1942 wird die große Glocke abgeholt und eingeschmolzen 1950 wird die Ersatzglocke gegossen.

1963 ist der Glockenstuhl unsicher geworden; 1965 wird die dritte Glocke in den eisernen Glockenstuhl eingebaut.

1843 wurden die beiden Rampen am westlichen Eingang durch eine Treppe ersetzt. Dabei fand man den Grundstein von 1727, der offenbar ziemlich direkt auf den Boden gesetzt worden war (wiedergefunden 1984 durch KGR Hermann Heidinger - der Inhalt ist seither moderner).

Schon im Lagerbuch von 1602 ist die Rede vom 'Richten der Uhr'. 1904 wird für eine neue Kirchenuhr privatim gesammelt; 1906 wird der Kauf einer neuen Kirchenuhr vom Konsistorium genehmigt (das Uhrwerk ist noch vorhanden). 1982 wird eine neue Uhr (Funkuhr mit Quarzsteuerung) eingebaut.

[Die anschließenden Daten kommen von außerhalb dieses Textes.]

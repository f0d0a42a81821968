mod common;

use predicates::prelude::PredicateBooleanExt;
use scopewalk_core::AnyEmptyResult;

const GREETING: &str = "<?php echo `Hello {$name}!`;\n";

#[test]
fn transform_prints_rewritten_source() -> AnyEmptyResult {
	let tmp = tempfile::tempdir()?;
	let file = common::write_source(tmp.path(), "page.php", GREETING)?;

	common::scopewalk_cmd()
		.current_dir(tmp.path())
		.arg("transform")
		.arg(&file)
		.assert()
		.success()
		.stdout("<?php echo \"Hello \" . $name . \"!\";\n");

	Ok(())
}

#[test]
fn transform_writes_output_file() -> AnyEmptyResult {
	let tmp = tempfile::tempdir()?;
	let file = common::write_source(tmp.path(), "page.php", GREETING)?;
	let output = tmp.path().join("out.php");

	common::scopewalk_cmd()
		.current_dir(tmp.path())
		.arg("transform")
		.arg(&file)
		.arg("--output")
		.arg(&output)
		.assert()
		.success()
		.stdout("");

	assert_eq!(
		std::fs::read_to_string(&output)?,
		"<?php echo \"Hello \" . $name . \"!\";\n"
	);

	Ok(())
}

#[test]
fn transform_shows_diff() -> AnyEmptyResult {
	let tmp = tempfile::tempdir()?;
	let file = common::write_source(tmp.path(), "page.php", GREETING)?;

	common::scopewalk_cmd()
		.current_dir(tmp.path())
		.arg("transform")
		.arg(&file)
		.arg("--diff")
		.assert()
		.success()
		.stdout(
			predicates::str::contains("-<?php echo `Hello {$name}!`;")
				.and(predicates::str::contains(
					"+<?php echo \"Hello \" . $name . \"!\";",
				))
				.and(predicates::str::contains("(transformed)")),
		);

	Ok(())
}

#[test]
fn transform_with_tagged_preset() -> AnyEmptyResult {
	let tmp = tempfile::tempdir()?;
	let file = common::write_source(tmp.path(), "page.php", GREETING)?;

	common::scopewalk_cmd()
		.current_dir(tmp.path())
		.arg("--preset")
		.arg("php-tagged")
		.arg("transform")
		.arg(&file)
		.assert()
		.success()
		.stdout("<?php echo interleave([\"Hello \", \"!\"], [$name]);\n");

	Ok(())
}

#[test]
fn transform_with_lenient_mode() -> AnyEmptyResult {
	let tmp = tempfile::tempdir()?;
	let file = common::write_source(tmp.path(), "page.php", "echo `a\\nb`;")?;

	common::scopewalk_cmd()
		.current_dir(tmp.path())
		.arg("transform")
		.arg(&file)
		.arg("--mode")
		.arg("lenient")
		.assert()
		.success()
		.stdout("echo \"a\nb\";");

	Ok(())
}

#[test]
fn transform_uses_discovered_config() -> AnyEmptyResult {
	let tmp = tempfile::tempdir()?;
	common::write_source(
		tmp.path(),
		"scopewalk.toml",
		"[[rules]]\nname = \"angle\"\nopen = \"[[\"\nclose = \"]]\"\ntemplate = \"<%s>\"\n",
	)?;
	let file = common::write_source(tmp.path(), "page.txt", "a [[b]] `c`")?;

	common::scopewalk_cmd()
		.current_dir(tmp.path())
		.arg("transform")
		.arg(&file)
		.assert()
		.success()
		.stdout("a <b> `c`");

	Ok(())
}

#[test]
fn transform_uses_explicit_config() -> AnyEmptyResult {
	let tmp = tempfile::tempdir()?;
	let config = common::write_source(tmp.path(), "rules.toml", "preset = \"php-tagged\"\n")?;
	let file = common::write_source(tmp.path(), "page.php", "`a{1}b`")?;

	common::scopewalk_cmd()
		.current_dir(tmp.path())
		.arg("--config")
		.arg(&config)
		.arg("transform")
		.arg(&file)
		.assert()
		.success()
		.stdout("interleave([\"a\", \"b\"], [1])");

	Ok(())
}

#[test]
fn transform_warns_about_unterminated_blocks() -> AnyEmptyResult {
	let tmp = tempfile::tempdir()?;
	let file = common::write_source(tmp.path(), "page.php", "echo `open")?;

	common::scopewalk_cmd()
		.current_dir(tmp.path())
		.arg("transform")
		.arg(&file)
		.assert()
		.success()
		.stdout("echo `open")
		.stderr(predicates::str::contains("warning: 1 issue(s)"));

	Ok(())
}

#[test]
fn transform_fails_for_missing_file() -> AnyEmptyResult {
	let tmp = tempfile::tempdir()?;

	common::scopewalk_cmd()
		.current_dir(tmp.path())
		.arg("transform")
		.arg(tmp.path().join("missing.php"))
		.assert()
		.code(2)
		.stderr(predicates::str::contains("source file not found"));

	Ok(())
}

#[test]
fn transform_fails_for_invalid_config() -> AnyEmptyResult {
	let tmp = tempfile::tempdir()?;
	common::write_source(tmp.path(), "scopewalk.toml", "mode = \"loose\"\n")?;
	let file = common::write_source(tmp.path(), "page.php", GREETING)?;

	common::scopewalk_cmd()
		.current_dir(tmp.path())
		.arg("transform")
		.arg(&file)
		.assert()
		.code(2)
		.stderr(predicates::str::contains("failed to parse config file"));

	Ok(())
}

#[test]
fn transform_fails_when_callback_fails() -> AnyEmptyResult {
	let tmp = tempfile::tempdir()?;
	let file = common::write_source(tmp.path(), "page.php", "`a{ }b`")?;

	common::scopewalk_cmd()
		.current_dir(tmp.path())
		.arg("--preset")
		.arg("php-tagged")
		.arg("transform")
		.arg(&file)
		.assert()
		.code(2)
		.stdout("")
		.stderr(predicates::str::contains("callback for rule `tagged` failed"));

	Ok(())
}

#[test]
fn transform_leaves_comments_and_single_quoted_strings() -> AnyEmptyResult {
	let tmp = tempfile::tempdir()?;
	let source = "<?php\n// he said \"hi\n# `ls`\necho 'run `ls`', `{$a}`;\n";
	let file = common::write_source(tmp.path(), "page.php", source)?;

	common::scopewalk_cmd()
		.current_dir(tmp.path())
		.arg("transform")
		.arg(&file)
		.assert()
		.success()
		.stdout("<?php\n// he said \"hi\n# `ls`\necho 'run `ls`', \"\" . $a . \"\";\n");

	Ok(())
}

1958 wurde die Kirche gründlich renoviert und umgestaltet: die linke Seitenempore wird entfernt, die Empore auf der Rückseite vergrößert und der Altarbereich auf das heutige Niveau angehoben Die beiden Seitentüren von 1727/28 werden zu Fenstern Die Orgel muss wegen Holzwurm durch ein geliehenes Harmonium ersetzt werden, bis 1960 die neue Orgel aufgestellt wird.

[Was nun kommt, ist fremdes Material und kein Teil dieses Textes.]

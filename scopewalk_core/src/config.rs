use std::path::Path;
use std::path::PathBuf;

use serde::Deserialize;

use crate::BlockRule;
use crate::Content;
use crate::Delimiters;
use crate::Mode;
use crate::Nesting;
use crate::Pattern;
use crate::Quotes;
use crate::RuleTree;
use crate::ScopeRule;
use crate::Template;
use crate::TransformError;
use crate::TransformResult;
use crate::artifact::LoadOptions;
use crate::builtin_callback;
use crate::presets::Preset;

/// Default maximum source file size in bytes (10 MB).
pub const DEFAULT_MAX_FILE_SIZE: u64 = 10 * 1024 * 1024;

/// Supported config file locations in discovery order (highest precedence
/// first).
pub const CONFIG_FILE_CANDIDATES: [&str; 3] = [
	"scopewalk.toml",
	".scopewalk.toml",
	".config/scopewalk.toml",
];

/// Configuration loaded from a `scopewalk.toml` file.
///
/// ```toml
/// mode = "lenient"
/// max_file_size = 1048576
///
/// [quotes]
/// double = true
/// single = true
/// comments = true
///
/// [[rules]]
/// name = "literal"
/// open = "`"
/// close = "`"
/// content = "literal"
/// template = "\"%s\""
///
/// [[rules.children]]
/// name = "expression"
/// open = "{"
/// close = "}"
/// content = "expression"
/// template = "\" . %s . \""
/// ```
///
/// When no `[[rules]]` are given the `preset` is used, `php-literal` unless
/// configured otherwise.
#[derive(Debug, Clone, Deserialize)]
#[serde(deny_unknown_fields)]
pub struct ScopewalkConfig {
	#[serde(default)]
	pub mode: Mode,
	#[serde(default)]
	pub preset: Option<Preset>,
	/// Quote styles recognised outside literal bodies. Overrides the preset's
	/// set when present.
	#[serde(default)]
	pub quotes: Option<Quotes>,
	/// Maximum source file size in bytes. Larger files are rejected.
	#[serde(default = "default_max_file_size")]
	pub max_file_size: u64,
	#[serde(default)]
	pub rules: Vec<RuleConfig>,
}

impl Default for ScopewalkConfig {
	fn default() -> Self {
		Self {
			mode: Mode::default(),
			preset: None,
			quotes: None,
			max_file_size: DEFAULT_MAX_FILE_SIZE,
			rules: Vec::new(),
		}
	}
}

fn default_max_file_size() -> u64 {
	DEFAULT_MAX_FILE_SIZE
}

/// Start and end markers of a delimited scope.
#[derive(Debug, Clone, Deserialize, PartialEq, Eq)]
#[serde(deny_unknown_fields)]
pub struct ScopeConfig {
	pub start: String,
	pub end: String,
}

/// Open and close markers of the expressions inside a tagged block.
#[derive(Debug, Clone, Deserialize, PartialEq, Eq)]
#[serde(deny_unknown_fields)]
pub struct ExpressionConfig {
	pub open: String,
	pub close: String,
}

/// One `[[rules]]` table.
#[derive(Debug, Clone, Deserialize)]
#[serde(deny_unknown_fields)]
pub struct RuleConfig {
	pub name: String,
	/// Restrict the rule to the regions between these markers. The whole
	/// fragment when absent.
	#[serde(default)]
	pub scope: Option<ScopeConfig>,
	pub open: String,
	pub close: String,
	#[serde(default)]
	pub content: Content,
	#[serde(default)]
	pub nesting: Nesting,
	#[serde(default)]
	pub template: Option<String>,
	/// Name of a built-in callback.
	#[serde(default)]
	pub callback: Option<String>,
	/// Expression markers for the `tagged` callback. Defaults to `{` and `}`.
	#[serde(default)]
	pub expression: Option<ExpressionConfig>,
	#[serde(default)]
	pub children: Vec<RuleConfig>,
}

impl RuleConfig {
	/// Validate the table and convert it, children included, into a
	/// [`ScopeRule`].
	pub fn into_rule(self) -> TransformResult<ScopeRule> {
		let delimiters = Delimiters::new(&self.name, self.open, self.close)?;
		let pattern = match (self.template, self.callback) {
			(Some(template), None) => Pattern::Template(Template::new(template)?),
			(None, Some(callback)) => {
				let expression = match self.expression {
					Some(expression) => Delimiters::new(&self.name, expression.open, expression.close)?,
					None => Delimiters::new(&self.name, "{", "}")?,
				};

				Pattern::Callback(
					builtin_callback(&callback, expression)
						.ok_or(TransformError::UnknownCallback(callback))?,
				)
			}
			_ => return Err(TransformError::MissingPattern(self.name)),
		};

		let block = BlockRule::new(delimiters, pattern)
			.with_content(self.content)
			.with_nesting(self.nesting);
		let mut rule = ScopeRule::new(&self.name, block);

		if let Some(scope) = self.scope {
			rule = rule.within(Delimiters::new(&self.name, scope.start, scope.end)?);
		}

		rule.children = self
			.children
			.into_iter()
			.map(Self::into_rule)
			.collect::<TransformResult<_>>()?;

		Ok(rule)
	}
}

impl ScopewalkConfig {
	/// Resolve the first config file path that exists at `root`.
	pub fn resolve_path(root: &Path) -> Option<PathBuf> {
		CONFIG_FILE_CANDIDATES
			.iter()
			.map(|candidate| root.join(candidate))
			.find(|path| path.is_file())
	}

	/// Load the config from the first discovered config file at `root`.
	/// Returns `None` if no config file exists.
	pub fn load(root: &Path) -> TransformResult<Option<Self>> {
		let Some(config_path) = Self::resolve_path(root) else {
			return Ok(None);
		};

		Self::from_file(&config_path).map(Some)
	}

	/// Load the config from an explicit path.
	pub fn from_file(path: &Path) -> TransformResult<Self> {
		let content = std::fs::read_to_string(path)?;
		Self::parse(&content)
	}

	pub fn parse(content: &str) -> TransformResult<Self> {
		toml::from_str(content).map_err(|e| TransformError::ConfigParse(e.to_string()))
	}

	pub fn load_options(&self) -> LoadOptions {
		LoadOptions {
			max_file_size: self.max_file_size,
		}
	}

	/// Build the rule tree this config describes. Explicit rules win over the
	/// preset.
	pub fn into_rule_tree(self) -> TransformResult<RuleTree> {
		let tree = if self.rules.is_empty() {
			self.preset.unwrap_or_default().rule_tree()?
		} else {
			let rules = self
				.rules
				.into_iter()
				.map(RuleConfig::into_rule)
				.collect::<TransformResult<_>>()?;
			RuleTree::new(rules)
		};

		Ok(match self.quotes {
			Some(quotes) => tree.with_quotes(quotes),
			None => tree,
		})
	}
}
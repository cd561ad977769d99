//! CLI definitions

pub mod commands;

pub use commands::{Cli, OutputFormat};
//! Row sanitization
//!
//! Reduces one raw CSV row to the canonical [`BlipRow`] shape. Pure
//! and total over any header-valid row, except for the emptiness rule
//! on required fields.

use crate::ports::csv_source::RawRow;
use radar_domain::{BlipRow, RadarError};

/// Sanitize one raw row into a [`BlipRow`].
///
/// `row_number` is 1-based and used only for error detail.
///
/// Rules:
/// - all values are trimmed; missing optional fields default to ""
/// - `isNew` is true iff the raw value equals "true" case-insensitively
/// - ring and quadrant keep their dataset casing for display
/// - a blank `name`, `ring` or `quadrant` after trimming is an error
pub fn sanitize(row: &RawRow, row_number: usize) -> Result<BlipRow, RadarError> {
    let name = required(row, "name", row_number)?;
    let ring = required(row, "ring", row_number)?;
    let quadrant = required(row, "quadrant", row_number)?;

    let is_new = optional(row, "isNew").eq_ignore_ascii_case("true");

    Ok(BlipRow::new(name, ring, quadrant, is_new)
        .with_topic(optional(row, "topic"))
        .with_description(optional(row, "description")))
}

fn required(row: &RawRow, column: &str, row_number: usize) -> Result<String, RadarError> {
    let value = optional(row, column);
    if value.is_empty() {
        return Err(RadarError::empty_field(column, row_number));
    }
    Ok(value)
}

fn optional(row: &RawRow, column: &str) -> String {
    row.get(column).unwrap_or("").trim().to_string()
}
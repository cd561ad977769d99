//! Ring entity and ring-order resolution
//!
//! Ring order is semantically fixed: `adopt=0, trial=1, assess=2,
//! hold=3`. The position at which a ring name is first discovered in a
//! dataset never changes its order.

use crate::error::RadarError;
use serde::{Deserialize, Serialize};

/// Number of rings a radar can carry.
pub const MAX_RINGS: usize = 4;

/// A concentric maturity band on the radar
///
/// The `name` keeps the casing used in the dataset for display; the
/// `order` is always the semantic rank.
///
/// # Example
///
/// ```
/// use radar_domain::Ring;
///
/// let ring = Ring::new("Adopt").unwrap();
/// assert_eq!(ring.order(), 0);
/// assert_eq!(ring.name(), "Adopt");
/// ```
#[derive(Debug, Clone, Serialize, Deserialize, PartialEq, Eq)]
pub struct Ring {
    name: String,
    order: usize,
}

impl Ring {
    /// Create a ring, resolving its fixed order from the name.
    pub fn new(name: impl Into<String>) -> Result<Self, RadarError> {
        let name = name.into();
        let order = Self::order_of(&name)?;
        Ok(Self { name, order })
    }

    /// Resolve a ring name to its fixed order, case-insensitively.
    ///
    /// Fails with [`RadarError::UnknownRing`] for any name outside the
    /// four known rings.
    pub fn order_of(name: &str) -> Result<usize, RadarError> {
        match name.to_lowercase().as_str() {
            "adopt" => Ok(0),
            "trial" => Ok(1),
            "assess" => Ok(2),
            "hold" => Ok(3),
            _ => Err(RadarError::UnknownRing(name.to_string())),
        }
    }

    pub fn name(&self) -> &str {
        &self.name
    }

    pub fn order(&self) -> usize {
        self.order
    }
}
//! CSV source adapters
//!
//! RFC4180 parsing plus the fetch adapters (HTTP and local files)
//! implementing the application's `CsvSource` port.

pub mod document;
pub mod filename;
pub mod parser;

pub use document::{CsvDocumentSource, SourceLocation};
pub use filename::display_name;
pub use parser::parse_table;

Das Kruzifix an der Stirnwand (1680) wurde 1960 von der Kirchengemeinde Benningen erworben. Es stammt ursprünglich aus Hohenbeilstein.



Insbesondere der Taufstein von 1478 mag viele Ochsenburger Gemeindeglieder daran erinnern: Sie selbst und viele ihrer Vorfahren wurden hier getauft. Christlicher Glaube, christliche Hoffnung und Nächstenliebe haben hier ihren Ort - es gilt, die Linien fortzuführen.